「気にしませんよ。だって考えても歩けるようにはならないですから」

 その後、互いに海外留学で1年以上離れて過ごし、再会した。就職活動で悩んでいた彼の相談に乗る中で、今度は彼のほうから「付き合おう」と言い出した。どんなところに惹かれたのか。

「なっちゃんは『自分はこう思う』とか『こうしたほうがいい』とは決して言わないんです。『あなたはどう思うの?』と問いかけ、自分自身の中に眠っている答えを上手く引き出してくれて」

 話すうちに自分のやりたいことが明確になり、第1志望の就職先から内定も得られた。気がつくと、かけがえのない存在になっていた。

 だが、結婚までの道のりは険しかった。5年付き合って結婚を決めたが、夫の両親は、伊是名の障害を理由に猛反対。すでに招待状も送っていた結婚式をキャンセルすることになった。その半年後、式を挙げたが、夫の親族側は誰も出席せず、招待状も未開封のまま送り返されてきた。

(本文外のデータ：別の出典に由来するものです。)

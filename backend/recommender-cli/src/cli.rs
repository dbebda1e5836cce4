use clap::Parser;
use recommender_core::{DuplicatePolicy, MalformedPolicy, SimilarityMetric};
use std::path::PathBuf;

/// Interactive user-based collaborative filtering recommender.
///
/// Flags override the matching RECOMMENDER_* environment variables.
#[derive(Debug, Clone, Default, Parser)]
#[command(name = "cf-recommender", version, about)]
pub struct Args {
    /// Rating file with `user,item,rating[,timestamp]` records
    #[arg(short, long)]
    pub data: Option<PathBuf>,

    /// Number of nearest neighbors used per query
    #[arg(short = 'k', long)]
    pub neighbors: Option<usize>,

    /// Number of recommendations per query
    #[arg(short = 'n', long)]
    pub count: Option<i64>,

    /// Similarity metric: pearson, cosine or jaccard
    #[arg(long)]
    pub metric: Option<SimilarityMetric>,

    /// Drop neighbors below this similarity
    #[arg(long, allow_hyphen_values = true)]
    pub min_similarity: Option<f64>,

    /// Duplicate (user, item) records: overwrite or reject
    #[arg(long)]
    pub duplicates: Option<DuplicatePolicy>,

    /// Malformed records: fail or skip
    #[arg(long)]
    pub malformed: Option<MalformedPolicy>,

    /// Print recommendations for this user once and exit
    #[arg(short, long)]
    pub user: Option<i64>,

    /// Print one-shot results as JSON
    #[arg(long, requires = "user")]
    pub json: bool,

    /// Disable colored output
    #[arg(long)]
    pub no_color: bool,
}
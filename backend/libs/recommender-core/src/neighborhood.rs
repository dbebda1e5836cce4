//! Nearest-N user neighborhoods

use serde::{Deserialize, Serialize};
use std::cmp::Ordering;
use tracing::debug;

use crate::error::{RecommenderError, Result};
use crate::similarity::SimilarityEngine;
use crate::UserId;

/// A similar user and how similar they are to the target
#[derive(Debug, Clone, Copy, PartialEq, Serialize)]
pub struct Neighbor {
    pub user_id: UserId,
    pub similarity: f64,
}

#[derive(Debug, Clone, Copy, Default, PartialEq, Serialize, Deserialize)]
pub struct NeighborhoodConfig {
    /// Candidates below this similarity are dropped; `None` keeps every defined value
    #[serde(default)]
    pub min_similarity: Option<f64>,
}

#[derive(Debug, Clone, Copy)]
pub struct NeighborhoodSelector<'a> {
    engine: SimilarityEngine<'a>,
    config: NeighborhoodConfig,
}

impl<'a> NeighborhoodSelector<'a> {
    pub fn new(engine: SimilarityEngine<'a>, config: NeighborhoodConfig) -> Self {
        Self { engine, config }
    }

    pub fn engine(&self) -> &SimilarityEngine<'a> {
        &self.engine
    }

    /// Find the top-K users most similar to `user_id`.
    ///
    /// Only users who rated at least one item the target has not rated are
    /// considered. Ordered by similarity descending, then user id ascending.
    pub fn neighbors(&self, user_id: UserId, k: usize) -> Result<Vec<Neighbor>> {
        let store = self.engine.store();
        let own_items = store
            .ratings_of(user_id)
            .ok_or(RecommenderError::UnknownUser(user_id))?;

        if k == 0 {
            return Ok(Vec::new());
        }

        let mut candidates: Vec<Neighbor> = store
            .all_user_ids()
            .into_iter()
            .filter(|&other| other != user_id)
            .filter(|&other| {
                store
                    .ratings_of(other)
                    .is_some_and(|items| items.keys().any(|item| !own_items.contains_key(item)))
            })
            .filter_map(|other| {
                self.engine.similarity(user_id, other).map(|similarity| Neighbor {
                    user_id: other,
                    similarity,
                })
            })
            .filter(|neighbor| {
                self.config
                    .min_similarity
                    .map_or(true, |threshold| neighbor.similarity >= threshold)
            })
            .collect();

        candidates.sort_by(compare_neighbors);
        let considered = candidates.len();
        candidates.truncate(k);

        debug!(
            user_id,
            k,
            considered,
            selected = candidates.len(),
            metric = %self.engine.metric(),
            "Neighborhood selected"
        );

        Ok(candidates)
    }
}

fn compare_neighbors(a: &Neighbor, b: &Neighbor) -> Ordering {
    b.similarity
        .total_cmp(&a.similarity)
        .then_with(|| a.user_id.cmp(&b.user_id))
}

「夫の両親は、障害者が家にいることがどんなに大変かわかっているのか、と頭から反対で。私たちがどんなに『大丈夫、できます』と伝えても一切聞いてくれず、とっても悲しかった」

 その分、たくさんの友人たちが祝福してくれた。二人は、「僕たちが幸せに暮らす姿を見れば、いずれわかってもらえる」(夫)と強い気持ちで結婚生活をスタートさせた。

●ハイリスクの妊娠・出産、周到に準備して臨んだ

 障害と共に自分の人生を切り拓いていくとき、人並み以上のハードルがあるのは事実だ。だから伊是名は実に細やかに、あらゆる事態を想定して事前の備えを怠らない。人に対してもこまやかな心配りでたくさんの味方を得たからこそ、困難な中でもやりたいことを次々に実現してこられた。

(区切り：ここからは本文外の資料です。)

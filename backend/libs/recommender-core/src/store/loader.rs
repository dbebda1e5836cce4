//! Line-oriented rating file loader
//!
//! Record layout: `userID,itemID,rating[,timestamp]`, comma or tab separated,
//! no header. Lines starting with `#` and blank lines are ignored.

use serde::{Deserialize, Serialize};
use std::fs::File;
use std::io::{BufRead, BufReader};
use std::path::Path;
use std::str::FromStr;
use tracing::{debug, info, warn};

use super::{Rating, RatingStore};
use crate::error::{RecommenderError, Result};

/// What to do when a (user, item) pair appears more than once
#[derive(Debug, Clone, Copy, Default, PartialEq, Eq, Serialize, Deserialize)]
#[serde(rename_all = "lowercase")]
pub enum DuplicatePolicy {
    /// Last record wins
    #[default]
    Overwrite,
    /// A repeated pair fails the load
    Reject,
}

/// What to do with a record that cannot be parsed
#[derive(Debug, Clone, Copy, Default, PartialEq, Eq, Serialize, Deserialize)]
#[serde(rename_all = "lowercase")]
pub enum MalformedPolicy {
    /// The whole load fails on the first bad record
    #[default]
    Fail,
    /// The record is logged, counted and skipped
    Skip,
}

impl FromStr for DuplicatePolicy {
    type Err = String;

    fn from_str(s: &str) -> std::result::Result<Self, Self::Err> {
        match s.to_ascii_lowercase().as_str() {
            "overwrite" => Ok(DuplicatePolicy::Overwrite),
            "reject" => Ok(DuplicatePolicy::Reject),
            other => Err(format!(
                "unknown duplicate policy '{}', expected overwrite or reject",
                other
            )),
        }
    }
}

impl FromStr for MalformedPolicy {
    type Err = String;

    fn from_str(s: &str) -> std::result::Result<Self, Self::Err> {
        match s.to_ascii_lowercase().as_str() {
            "fail" => Ok(MalformedPolicy::Fail),
            "skip" => Ok(MalformedPolicy::Skip),
            other => Err(format!(
                "unknown malformed-record policy '{}', expected fail or skip",
                other
            )),
        }
    }
}

#[derive(Debug, Clone, Copy, Default, PartialEq, Eq, Serialize, Deserialize)]
pub struct LoadOptions {
    #[serde(default)]
    pub duplicates: DuplicatePolicy,
    #[serde(default)]
    pub malformed: MalformedPolicy,
}

/// Counters collected while loading a source
#[derive(Debug, Clone, Copy, Default, PartialEq, Eq, Serialize)]
pub struct LoadStats {
    pub records: usize,
    pub comments: usize,
    pub blank_lines: usize,
    pub skipped: usize,
    pub overwritten: usize,
}

impl RatingStore {
    /// Load a store from a rating file on disk
    pub fn load(path: impl AsRef<Path>, options: &LoadOptions) -> Result<(Self, LoadStats)> {
        let path = path.as_ref();
        let file = File::open(path).map_err(|source| RecommenderError::SourceUnavailable {
            path: path.to_path_buf(),
            source,
        })?;

        let (store, stats) = read_ratings(BufReader::new(file), path, options)?;

        info!(
            path = %path.display(),
            records = stats.records,
            skipped = stats.skipped,
            overwritten = stats.overwritten,
            users = store.metadata().user_count,
            items = store.metadata().item_count,
            "Rating store loaded"
        );

        Ok((store, stats))
    }

    /// Load a store from any buffered reader
    pub fn from_reader<R: BufRead>(reader: R, options: &LoadOptions) -> Result<(Self, LoadStats)> {
        read_ratings(reader, Path::new("<reader>"), options)
    }
}

fn read_ratings<R: BufRead>(
    mut reader: R,
    source_path: &Path,
    options: &LoadOptions,
) -> Result<(RatingStore, LoadStats)> {
    let mut store = RatingStore::new();
    let mut stats = LoadStats::default();
    let mut buf = Vec::new();
    let mut line_no = 0;

    loop {
        buf.clear();
        let read = reader
            .read_until(b'\n', &mut buf)
            .map_err(|source| RecommenderError::SourceUnavailable {
                path: source_path.to_path_buf(),
                source,
            })?;
        if read == 0 {
            break;
        }
        line_no += 1;

        // Undecodable bytes make the record malformed, not the source unavailable
        let parsed = match std::str::from_utf8(&buf) {
            Ok(line) => {
                let trimmed = line.trim();
                if trimmed.is_empty() {
                    stats.blank_lines += 1;
                    continue;
                }
                if trimmed.starts_with('#') {
                    stats.comments += 1;
                    continue;
                }
                parse_record(trimmed)
            }
            Err(e) => Err(format!("record is not valid UTF-8: {}", e)),
        };

        let rating = match parsed {
            Ok(rating) => rating,
            Err(reason) => match options.malformed {
                MalformedPolicy::Fail => {
                    return Err(RecommenderError::data_format(line_no, reason));
                }
                MalformedPolicy::Skip => {
                    warn!(line = line_no, reason = %reason, "Skipping malformed rating record");
                    stats.skipped += 1;
                    continue;
                }
            },
        };

        if options.duplicates == DuplicatePolicy::Reject
            && store.contains(rating.user_id, rating.item_id)
        {
            return Err(RecommenderError::data_format(
                line_no,
                format!(
                    "duplicate rating for user {} and item {}",
                    rating.user_id, rating.item_id
                ),
            ));
        }

        if store.insert_unchecked(rating).is_some() {
            debug!(
                line = line_no,
                user_id = rating.user_id,
                item_id = rating.item_id,
                "Duplicate rating overwritten"
            );
            stats.overwritten += 1;
        }
        stats.records += 1;
    }

    Ok((store, stats))
}

/// Parse one non-comment record
fn parse_record(line: &str) -> std::result::Result<Rating, String> {
    let fields: Vec<&str> = line.split([',', '\t']).map(str::trim).collect();

    if fields.len() < 3 {
        return Err(format!(
            "expected userID,itemID,rating[,timestamp], found {} field(s)",
            fields.len()
        ));
    }
    if fields.len() > 4 {
        return Err(format!("too many fields: {}", fields.len()));
    }

    let user_id = fields[0]
        .parse::<i64>()
        .map_err(|e| format!("invalid user id '{}': {}", fields[0], e))?;
    let item_id = fields[1]
        .parse::<i64>()
        .map_err(|e| format!("invalid item id '{}': {}", fields[1], e))?;
    if fields[2].is_empty() {
        return Err("missing rating value".to_string());
    }
    let value = fields[2]
        .parse::<f64>()
        .map_err(|e| format!("invalid rating '{}': {}", fields[2], e))?;

    if let Some(timestamp) = fields.get(3) {
        timestamp
            .parse::<i64>()
            .map_err(|e| format!("invalid timestamp '{}': {}", timestamp, e))?;
    }

    let rating = Rating::new(user_id, item_id, value);
    rating.validate()?;
    Ok(rating)
}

 妊娠・出産がまさにそうだ。骨形成不全症は2分の1の確率で遺伝する。母体や赤ちゃんの命の危険も一般の妊婦と比べて高い。将来、子どもがほしいと考えていた伊是名は、まずは自分の体について知るため、20代の頃から婦人科を受診した。だが、多くのクリニックで「門前払い」を受ける。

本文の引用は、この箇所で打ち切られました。